Goal of the exercise:
Copy all of the data below without altering a single line.

Data under study:
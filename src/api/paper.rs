use std::sync::Mutex;

use async_trait::async_trait;
use chrono::{Duration, Utc};
use rust_decimal::Decimal;

use super::{MarketDataProvider, OrderExecutor};
use crate::models::{InstrumentRule, KlineInterval, OrderFill, TradeSide};
use crate::{BotError, Result};

/// Dry-run order executor
///
/// Lot-size rules come from the real venue; market orders fill in full at the
/// venue's latest close and are only recorded locally.
pub struct PaperExchange<V> {
    venue: V,
    fills: Mutex<Vec<OrderFill>>,
}

impl<V> PaperExchange<V>
where
    V: MarketDataProvider + OrderExecutor,
{
    pub fn new(venue: V) -> Self {
        Self {
            venue,
            fills: Mutex::new(Vec::new()),
        }
    }

    /// Orders filled so far, oldest first
    pub fn fills(&self) -> Vec<OrderFill> {
        self.fills
            .lock()
            .map(|fills| fills.clone())
            .unwrap_or_default()
    }
}

#[async_trait]
impl<V> OrderExecutor for PaperExchange<V>
where
    V: MarketDataProvider + OrderExecutor,
{
    async fn fetch_instrument_rule(&self, symbol: &str) -> Result<InstrumentRule> {
        self.venue.fetch_instrument_rule(symbol).await
    }

    async fn submit_market_order(
        &self,
        symbol: &str,
        side: TradeSide,
        quantity: Decimal,
    ) -> Result<OrderFill> {
        if quantity <= Decimal::ZERO {
            return Err(BotError::OrderRejected(format!(
                "quantity must be positive (got {})",
                quantity
            )));
        }

        let series = self
            .venue
            .fetch_candles(symbol, KlineInterval::OneMinute, Duration::minutes(2))
            .await
            .map_err(|e| BotError::OrderRejected(format!("no price to fill against: {}", e)))?;

        let mut fills = self
            .fills
            .lock()
            .map_err(|e| BotError::OrderRejected(e.to_string()))?;

        let fill = OrderFill {
            order_id: format!("paper-{}", fills.len() + 1),
            client_order_id: uuid::Uuid::new_v4().simple().to_string(),
            symbol: symbol.to_string(),
            side,
            price: series.latest().close,
            quantity,
            timestamp: Utc::now(),
        };

        tracing::info!(symbol = %symbol, "Paper fill: {}", fill);
        fills.push(fill.clone());

        Ok(fill)
    }
}

#[async_trait]
impl<V> MarketDataProvider for PaperExchange<V>
where
    V: MarketDataProvider + OrderExecutor,
{
    async fn fetch_candles(
        &self,
        symbol: &str,
        interval: KlineInterval,
        lookback: Duration,
    ) -> Result<crate::models::CandleSeries> {
        self.venue.fetch_candles(symbol, interval, lookback).await
    }
}
use std::sync::Arc;

use rust_decimal::Decimal;

use super::quantity::adjust_quantity;
use crate::api::OrderExecutor;
use crate::models::{OrderFill, TradeSide};
use crate::{BotError, Result};

/// Places market orders sized to the instrument's current lot-size rule
#[derive(Clone)]
pub struct Executor {
    orders: Arc<dyn OrderExecutor>,
}

impl Executor {
    pub fn new(orders: Arc<dyn OrderExecutor>) -> Self {
        Self { orders }
    }

    /// Fetch the rule, adjust `requested`, and submit
    ///
    /// The rule is fetched on every call. A quantity that adjusts to zero is
    /// refused with `ZeroQuantity` instead of being sent.
    pub async fn place(&self, symbol: &str, side: TradeSide, requested: Decimal) -> Result<OrderFill> {
        let rule = self.orders.fetch_instrument_rule(symbol).await?;
        let quantity = adjust_quantity(requested, &rule);

        if quantity <= Decimal::ZERO {
            return Err(BotError::ZeroQuantity {
                symbol: symbol.to_string(),
                side,
                requested,
            });
        }

        tracing::info!(
            symbol = %symbol,
            "Placing market {}: requested {}, adjusted {} (step {})",
            side,
            requested,
            quantity,
            rule.step_size
        );

        self.orders.submit_market_order(symbol, side, quantity).await
    }
}
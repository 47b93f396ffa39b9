use std::fmt;

use tokio::sync::mpsc;
use tokio::task::JoinHandle;

use super::position::Position;
use crate::models::{OrderFill, TradeSide};
use crate::{BotError, Result};

/// One observer-facing event from a controller run
#[derive(Debug, Clone, PartialEq)]
pub enum StatusLine {
    PriceUpdate(f64),
    OrderPlaced(TradeSide, OrderFill),
    TargetBand { take_profit: f64, stop_loss: f64 },
    /// The run ended without taking a position
    NoEntry(String),
    /// A monitoring poll got no price; the position is unchanged
    PollSkipped(String),
}

impl fmt::Display for StatusLine {
    fn fmt(&self, f: &mut fmt::Formatter<'_>) -> fmt::Result {
        match self {
            Self::PriceUpdate(close) => write!(f, "Current Close: {}", close),
            Self::OrderPlaced(TradeSide::Buy, fill) => write!(f, "Buy Order: {}", fill),
            Self::OrderPlaced(TradeSide::Sell, fill) => write!(f, "Sell Order: {}", fill),
            Self::TargetBand {
                take_profit,
                stop_loss,
            } => write!(f, "Target: {} | Stop Loss: {}", take_profit, stop_loss),
            Self::NoEntry(reason) => write!(f, "No Entry: {}", reason),
            Self::PollSkipped(reason) => write!(f, "Poll Skipped: {}", reason),
        }
    }
}

/// Receiving end of a controller run
///
/// Lines arrive in the order the run produced them. An `Err` item is always
/// the last one. Dropping the stream stops the run at its next emission or
/// poll, whichever comes first.
pub struct StatusStream {
    rx: mpsc::Receiver<Result<StatusLine>>,
    task: JoinHandle<Position>,
}

impl StatusStream {
    pub(crate) fn new(rx: mpsc::Receiver<Result<StatusLine>>, task: JoinHandle<Position>) -> Self {
        Self { rx, task }
    }

    /// Next line, or `None` once the run has finished
    pub async fn next(&mut self) -> Option<Result<StatusLine>> {
        self.rx.recv().await
    }

    /// Read everything up to the end of the run
    pub async fn drain(&mut self) -> Vec<Result<StatusLine>> {
        let mut lines = Vec::new();
        while let Some(line) = self.rx.recv().await {
            lines.push(line);
        }
        lines
    }

    /// Wait for the run to finish (discarding unread lines) and return its final position
    pub async fn join(mut self) -> Result<Position> {
        while self.rx.recv().await.is_some() {}
        self.task
            .await
            .map_err(|e| BotError::InvalidState(format!("controller task failed: {}", e)))
    }
}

Answer to this task:
filename src/api/paper.rs
use std::sync::Mutex;

use async_trait::async_trait;
use chrono::{Duration, Utc};
use rust_decimal::Decimal;

use super::{MarketDataProvider, OrderExecutor};
use crate::models::{InstrumentRule, KlineInterval, OrderFill, TradeSide};
use crate::{BotError, Result};

/// Dry-run order executor
///
/// Lot-size rules come from the real venue; market orders fill in full at the
/// venue's latest close and are only recorded locally.
pub struct PaperExchange<V> {
    venue: V,
    fills: Mutex<Vec<OrderFill>>,
}

impl<V> PaperExchange<V>
where
    V: MarketDataProvider + OrderExecutor,
{
    pub fn new(venue: V) -> Self {
        Self {
            venue,
            fills: Mutex::new(Vec::new()),
        }
    }

    /// Orders filled so far, oldest first
    pub fn fills(&self) -> Vec<OrderFill> {
        self.fills
            .lock()
            .map(|fills| fills.clone())
            .unwrap_or_default()
    }
}

#[async_trait]
impl<V> OrderExecutor for PaperExchange<V>
where
    V: MarketDataProvider + OrderExecutor,
{
    async fn fetch_instrument_rule(&self, symbol: &str) -> Result<InstrumentRule> {
        self.venue.fetch_instrument_rule(symbol).await
    }

    async fn submit_market_order(
        &self,
        symbol: &str,
        side: TradeSide,
        quantity: Decimal,
    ) -> Result<OrderFill> {
        if quantity <= Decimal::ZERO {
            return Err(BotError::OrderRejected(format!(
                "quantity must be positive (got {})",
                quantity
            )));
        }

        let series = self
            .venue
            .fetch_candles(symbol, KlineInterval::OneMinute, Duration::minutes(2))
            .await
            .map_err(|e| BotError::OrderRejected(format!("no price to fill against: {}", e)))?;

        let mut fills = self
            .fills
            .lock()
            .map_err(|e| BotError::OrderRejected(e.to_string()))?;

        let fill = OrderFill {
            order_id: format!("paper-{}", fills.len() + 1),
            client_order_id: uuid::Uuid::new_v4().simple().to_string(),
            symbol: symbol.to_string(),
            side,
            price: series.latest().close,
            quantity,
            timestamp: Utc::now(),
        };

        tracing::info!(symbol = %symbol, "Paper fill: {}", fill);
        fills.push(fill.clone());

        Ok(fill)
    }
}

#[async_trait]
impl<V> MarketDataProvider for PaperExchange<V>
where
    V: MarketDataProvider + OrderExecutor,
{
    async fn fetch_candles(
        &self,
        symbol: &str,
        interval: KlineInterval,
        lookback: Duration,
    ) -> Result<crate::models::CandleSeries> {
        self.venue.fetch_candles(symbol, interval, lookback).await
    }
}
use std::sync::Arc;

use rust_decimal::Decimal;

use super::quantity::adjust_quantity;
use crate::api::OrderExecutor;
use crate::models::{OrderFill, TradeSide};
use crate::{BotError, Result};

/// Places market orders sized to the instrument's current lot-size rule
#[derive(Clone)]
pub struct Executor {
    orders: Arc<dyn OrderExecutor>,
}

impl Executor {
    pub fn new(orders: Arc<dyn OrderExecutor>) -> Self {
        Self { orders }
    }

    /// Fetch the rule, adjust `requested`, and submit
    ///
    /// The rule is fetched on every call. A quantity that adjusts to zero is
    /// refused with `ZeroQuantity` instead of being sent.
    pub async fn place(&self, symbol: &str, side: TradeSide, requested: Decimal) -> Result<OrderFill> {
        let rule = self.orders.fetch_instrument_rule(symbol).await?;
        let quantity = adjust_quantity(requested, &rule);

        if quantity <= Decimal::ZERO {
            return Err(BotError::ZeroQuantity {
                symbol: symbol.to_string(),
                side,
                requested,
            });
        }

        tracing::info!(
            symbol = %symbol,
            "Placing market {}: requested {}, adjusted {} (step {})",
            side,
            requested,
            quantity,
            rule.step_size
        );

        self.orders.submit_market_order(symbol, side, quantity).await
    }
}
repository 47b93f396ffa39b9
use std::fmt;

use tokio::sync::mpsc;
use tokio::task::JoinHandle;

use super::position::Position;
use crate::models::{OrderFill, TradeSide};
use crate::{BotError, Result};

/// One observer-facing event from a controller run
#[derive(Debug, Clone, PartialEq)]
pub enum StatusLine {
    PriceUpdate(f64),
    OrderPlaced(TradeSide, OrderFill),
    TargetBand { take_profit: f64, stop_loss: f64 },
    /// The run ended without taking a position
    NoEntry(String),
    /// A monitoring poll got no price; the position is unchanged
    PollSkipped(String),
}

impl fmt::Display for StatusLine {
    fn fmt(&self, f: &mut fmt::Formatter<'_>) -> fmt::Result {
        match self {
            Self::PriceUpdate(close) => write!(f, "Current Close: {}", close),
            Self::OrderPlaced(TradeSide::Buy, fill) => write!(f, "Buy Order: {}", fill),
            Self::OrderPlaced(TradeSide::Sell, fill) => write!(f, "Sell Order: {}", fill),
            Self::TargetBand {
                take_profit,
                stop_loss,
            } => write!(f, "Target: {} | Stop Loss: {}", take_profit, stop_loss),
            Self::NoEntry(reason) => write!(f, "No Entry: {}", reason),
            Self::PollSkipped(reason) => write!(f, "Poll Skipped: {}", reason),
        }
    }
}

/// Receiving end of a controller run
///
/// Lines arrive in the order the run produced them. An `Err` item is always
/// the last one. Dropping the stream stops the run at its next emission or
/// poll, whichever comes first.
pub struct StatusStream {
    rx: mpsc::Receiver<Result<StatusLine>>,
    task: JoinHandle<Position>,
}

impl StatusStream {
    pub(crate) fn new(rx: mpsc::Receiver<Result<StatusLine>>, task: JoinHandle<Position>) -> Self {
        Self { rx, task }
    }

    /// Next line, or `None` once the run has finished
    pub async fn next(&mut self) -> Option<Result<StatusLine>> {
        self.rx.recv().await
    }

    /// Read everything up to the end of the run
    pub async fn drain(&mut self) -> Vec<Result<StatusLine>> {
        let mut lines = Vec::new();
        while let Some(line) = self.rx.recv().await {
            lines.push(line);
        }
        lines
    }

    /// Wait for the run to finish (discarding unread lines) and return its final position
    pub async fn join(mut self) -> Result<Position> {
        while self.rx.recv().await.is_some() {}
        self.task
            .await
            .map_err(|e| BotError::InvalidState(format!("controller task failed: {}", e)))
    }
}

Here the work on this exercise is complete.